Science & Environment

Smallest frog in Asia discovered in Borneo

Microhyla nepenthicola, a new species of frog discovered in Borneo
Adult male Microhyla nepenthicola grow to approximately one centimetre in length

Researchers on an expedition in Borneo have found a new and very tiny species of frog.

Male adults of the new species, named Microhyla nepenthicola, grow to approximately one centimetre in length.

The researchers first discovered the diminutive red and orange amphibian on an expedition to Kubah National Park in 2004.

They have now described the discovery in the journal Zootaxa.

The team found the frog when it emerged from a small pitcher plant, Nepenthes ampullaria, in which it lives.

The plant lives off decomposing organic matter that collects in its deep pitcher-shaped cavity. The little frog uses this as a habitat.

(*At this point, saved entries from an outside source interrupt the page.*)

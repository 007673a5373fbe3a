use std::sync::Arc;
use axum::body::Body;
use axum::http::{Request, StatusCode};
use axum::Router;
use opensase_storefront::http::auth::{ROLE_HEADER, USER_ID_HEADER};
use opensase_storefront::http::{router, AppState};
use opensase_storefront::notify::MemoryNotifier;
use opensase_storefront::repository::MemoryStore;
use opensase_storefront::Config;
use serde_json::{json, Value};
use tower::ServiceExt;
use uuid::Uuid;

enum Caller { Anonymous, User(Uuid), Admin }

fn app() -> (Router, Arc<MemoryNotifier>) {
    let notifier = Arc::new(MemoryNotifier::new());
    let state = AppState::new(Arc::new(MemoryStore::new()), notifier.clone(), &Config::default());
    (router(state), notifier)
}

async fn call(app: &Router, method: &str, uri: &str, caller: &Caller, body: Option<Value>) -> (StatusCode, Value) {
    let mut request = Request::builder().method(method).uri(uri).header("content-type", "application/json");
    match caller {
        Caller::Anonymous => {}
        Caller::User(id) => request = request.header(USER_ID_HEADER, id.to_string()),
        Caller::Admin => request = request.header(USER_ID_HEADER, Uuid::new_v4().to_string()).header(ROLE_HEADER, "admin"),
    }
    let body = body.map(|b| Body::from(serde_json::to_vec(&b).unwrap())).unwrap_or_else(Body::empty);
    let response = app.clone().oneshot(request.body(body).unwrap()).await.unwrap();
    let status = response.status();
    let bytes = axum::body::to_bytes(response.into_body(), usize::MAX).await.unwrap();
    let json = if bytes.is_empty() { Value::Null } else { serde_json::from_slice(&bytes).unwrap() };
    (status, json)
}

fn amount(value: &Value) -> String { value.to_string().trim_matches('"').to_string() }

fn charger(stock: u32) -> Value {
    json!({
        "name": "Galaxy 25W Charger",
        "category": "Chargers",
        "price": 1500,
        "description": "USB-C fast charger",
        "images": ["https://img.example/charger.jpg"],
        "stock": stock
    })
}

fn address() -> Value {
    json!({
        "full_name": "Kamal Perera", "email": "kamal@example.com", "address": "12 Galle Rd",
        "city": "Colombo", "postal_code": "00300", "phone": "0771234567"
    })
}

async fn register(app: &Router, email: &str) -> Uuid {
    let (status, user) = call(app, "POST", "/api/v1/users", &Caller::Anonymous,
        Some(json!({ "name": "Nimal Silva", "email": email, "password": "secret1" }))).await;
    assert_eq!(status, StatusCode::CREATED);
    assert!(user.get("password_hash").is_none());
    user["id"].as_str().unwrap().parse().unwrap()
}

#[tokio::test]
async fn test_cart_checkout_accept_and_ship() {
    let (app, _) = app();
    let buyer = Caller::User(register(&app, "nimal@example.com").await);

    let (status, product) = call(&app, "POST", "/api/v1/products", &Caller::Admin, Some(charger(6))).await;
    assert_eq!(status, StatusCode::CREATED);
    let product_id = product["id"].as_str().unwrap().to_string();
    assert!(product["code"].as_str().unwrap().starts_with("PID-"));

    let (status, cart) = call(&app, "POST", "/api/v1/cart", &buyer, Some(json!({ "product_id": product_id, "quantity": 2 }))).await;
    assert_eq!(status, StatusCode::OK);
    assert_eq!(cart["item_count"], 1);

    let (status, order) = call(&app, "POST", "/api/v1/orders", &buyer,
        Some(json!({ "shipping_address": address(), "payment_method": "cash_on_delivery" }))).await;
    assert_eq!(status, StatusCode::CREATED, "{order}");
    assert_eq!(amount(&order["total_price"]["amount"]), "3000");
    let order_id = order["id"].as_str().unwrap().to_string();
    let order_number = order["order_number"].as_str().unwrap().to_string();
    assert!(order_number.starts_with("OID-"));

    let (_, product) = call(&app, "GET", &format!("/api/v1/products/{product_id}"), &Caller::Anonymous, None).await;
    assert_eq!(product["stock"], 4);
    let (_, cart) = call(&app, "GET", "/api/v1/cart", &buyer, None).await;
    assert_eq!(cart["item_count"], 0);
    let (_, mine) = call(&app, "GET", "/api/v1/orders/mine", &buyer, None).await;
    assert_eq!(mine.as_array().unwrap().len(), 1);

    let (status, _) = call(&app, "PATCH", &format!("/api/v1/orders/{order_id}/status"), &buyer, Some(json!({ "status": "accepted" }))).await;
    assert_eq!(status, StatusCode::FORBIDDEN);
    let (status, accepted) = call(&app, "PATCH", &format!("/api/v1/orders/{order_id}/status"), &Caller::Admin, Some(json!({ "status": "accepted" }))).await;
    assert_eq!(status, StatusCode::OK, "{accepted}");
    assert_eq!(accepted["shipment"]["order_number"], order_number.as_str());
    assert_eq!(accepted["shipment"]["status"], "accepted");
    let shipment_id = accepted["shipment"]["id"].as_str().unwrap().to_string();

    let (status, body) = call(&app, "GET", &format!("/api/v1/orders/{order_id}"), &buyer, None).await;
    assert_eq!(status, StatusCode::NOT_FOUND);
    assert_eq!(body["error"], "not_found");
    let (status, _) = call(&app, "PATCH", &format!("/api/v1/orders/{order_id}/status"), &Caller::Admin, Some(json!({ "status": "accepted" }))).await;
    assert_eq!(status, StatusCode::NOT_FOUND);

    let (status, shipped) = call(&app, "PATCH", &format!("/api/v1/orders/{order_id}/status"), &Caller::Admin, Some(json!({ "status": "shipped" }))).await;
    assert_eq!(status, StatusCode::OK);
    assert_eq!(shipped["shipment"]["status"], "shipped");

    let (status, shipment) = call(&app, "GET", &format!("/api/v1/shipments/{shipment_id}"), &buyer, None).await;
    assert_eq!(status, StatusCode::OK);
    assert_eq!(shipment["customer_name"], "Nimal Silva");
    let (_, mine) = call(&app, "GET", "/api/v1/shipments/mine", &buyer, None).await;
    assert_eq!(mine.as_array().unwrap().len(), 1);
    let (status, _) = call(&app, "GET", &format!("/api/v1/shipments/{shipment_id}"), &Caller::User(Uuid::new_v4()), None).await;
    assert_eq!(status, StatusCode::FORBIDDEN);
}

#[tokio::test]
async fn test_order_errors_map_to_status_codes() {
    let (app, _) = app();
    let buyer = Caller::User(register(&app, "buyer@example.com").await);
    let (_, product) = call(&app, "POST", "/api/v1/products", &Caller::Admin, Some(charger(1))).await;
    let product_id = product["id"].as_str().unwrap().to_string();

    let (status, body) = call(&app, "POST", "/api/v1/orders", &buyer, Some(json!({
        "items": [{ "product_id": product_id, "quantity": 2 }],
        "shipping_address": address(),
        "payment_method": "cash_on_delivery"
    }))).await;
    assert_eq!(status, StatusCode::BAD_REQUEST);
    assert_eq!(body["error"], "insufficient_stock");
    assert_eq!(body["message"], "Insufficient stock for product: Galaxy 25W Charger");

    let (status, body) = call(&app, "POST", "/api/v1/orders", &buyer,
        Some(json!({ "shipping_address": address(), "payment_method": "cash_on_delivery" }))).await;
    assert_eq!(status, StatusCode::BAD_REQUEST);
    assert_eq!(body["error"], "empty_order");

    let (status, body) = call(&app, "POST", "/api/v1/orders", &buyer, Some(json!({
        "items": [{ "product_id": product_id, "quantity": 1 }],
        "shipping_address": { "full_name": "Kamal Perera" },
        "payment_method": "cash_on_delivery"
    }))).await;
    assert_eq!(status, StatusCode::BAD_REQUEST);
    assert_eq!(body["message"], "Missing shipping address fields: email, address, city, postal_code, phone");

    let (status, order) = call(&app, "POST", "/api/v1/orders", &buyer, Some(json!({
        "items": [{ "product_id": product_id, "quantity": 1 }],
        "shipping_address": address(),
        "payment_method": "bank_transfer",
        "bank_transfer_proof": "https://img.example/slip.jpg"
    }))).await;
    assert_eq!(status, StatusCode::CREATED);
    let order_id = order["id"].as_str().unwrap().to_string();

    let (status, body) = call(&app, "PATCH", &format!("/api/v1/orders/{order_id}/status"), &Caller::Admin, Some(json!({ "status": "teleported" }))).await;
    assert_eq!(status, StatusCode::BAD_REQUEST);
    assert_eq!(body["error"], "invalid_status");
    let (status, body) = call(&app, "PATCH", &format!("/api/v1/orders/{order_id}/status"), &Caller::Admin, Some(json!({ "status": "pending" }))).await;
    assert_eq!(status, StatusCode::BAD_REQUEST);
    assert_eq!(body["error"], "no_status_change");
    let (status, paid) = call(&app, "PATCH", &format!("/api/v1/orders/{order_id}/payment"), &Caller::Admin, Some(json!({ "payment_status": "completed" }))).await;
    assert_eq!(status, StatusCode::OK);
    assert_eq!(paid["payment_status"], "completed");

    let (status, _) = call(&app, "DELETE", &format!("/api/v1/orders/{order_id}"), &Caller::Admin, None).await;
    assert_eq!(status, StatusCode::NO_CONTENT);
    let (status, _) = call(&app, "DELETE", &format!("/api/v1/orders/{order_id}"), &Caller::Admin, None).await;
    assert_eq!(status, StatusCode::NOT_FOUND);
}

#[tokio::test]
async fn test_catalog_access_rules() {
    let (app, _) = app();
    let (status, body) = call(&app, "POST", "/api/v1/products", &Caller::Anonymous, Some(charger(5))).await;
    assert_eq!(status, StatusCode::UNAUTHORIZED);
    assert_eq!(body["error"], "unauthorized");
    let (status, _) = call(&app, "POST", "/api/v1/products", &Caller::User(Uuid::new_v4()), Some(charger(5))).await;
    assert_eq!(status, StatusCode::FORBIDDEN);

    let mut laptop = charger(5);
    laptop["category"] = json!("Laptops");
    laptop["details"] = json!({ "brand": "Lenovo" });
    let (status, body) = call(&app, "POST", "/api/v1/products", &Caller::Admin, Some(laptop)).await;
    assert_eq!(status, StatusCode::BAD_REQUEST);
    assert!(body["message"].as_str().unwrap().starts_with("Missing required details for Laptops"));

    call(&app, "POST", "/api/v1/products", &Caller::Admin, Some(charger(3))).await;
    let (_, found) = call(&app, "GET", "/api/v1/products/search?q=galaxy", &Caller::Anonymous, None).await;
    assert_eq!(found.as_array().unwrap().len(), 1);
    let (_, low) = call(&app, "GET", "/api/v1/products/low-stock", &Caller::Admin, None).await;
    assert_eq!(low.as_array().unwrap().len(), 1);
    let (_, chargers) = call(&app, "GET", "/api/v1/products/category/Chargers", &Caller::Anonymous, None).await;
    assert_eq!(chargers.as_array().unwrap().len(), 1);

    let (status, health) = call(&app, "GET", "/health", &Caller::Anonymous, None).await;
    assert_eq!(status, StatusCode::OK);
    assert_eq!(health["status"], "healthy");
}

#[tokio::test]
async fn test_unreadable_bodies_are_validation_errors() {
    let (app, _) = app();
    let buyer = Caller::User(register(&app, "rukshan@example.com").await);

    let (status, body) = call(&app, "POST", "/api/v1/orders", &buyer, Some(json!({ "shipping_address": address() }))).await;
    assert_eq!(status, StatusCode::BAD_REQUEST);
    assert_eq!(body["error"], "validation_error");
    assert!(body["message"].as_str().unwrap().contains("payment_method"), "{body}");

    let (status, body) = call(&app, "PATCH", &format!("/api/v1/orders/{}/status", Uuid::new_v4()), &Caller::Admin, Some(json!({}))).await;
    assert_eq!(status, StatusCode::BAD_REQUEST);
    assert_eq!(body["error"], "validation_error");

    let request = Request::builder().method("POST").uri("/api/v1/users")
        .header("content-type", "application/json")
        .body(Body::from("{\"name\": \"Nimal\",")).unwrap();
    let response = app.clone().oneshot(request).await.unwrap();
    assert_eq!(response.status(), StatusCode::BAD_REQUEST);
    let bytes = axum::body::to_bytes(response.into_body(), usize::MAX).await.unwrap();
    let body: Value = serde_json::from_slice(&bytes).unwrap();
    assert_eq!(body["error"], "validation_error");
}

It lays its eggs there and when the tadpoles hatch, they live in the gathered organic goo until they mature.

Apart from its size, the amphibian has some unique features that set it apart from other species.

The scientists believe that its miniaturisation and "reduced webbing" may be the result of it having to navigate the slippery zone of the pitcher plants on which it depends.

Scientists Indraneil Das from Universiti Malaysia Sarawak, and Alexander Haas from the University of Hamburg in Germany, discovered and described the species, which they named after the plant.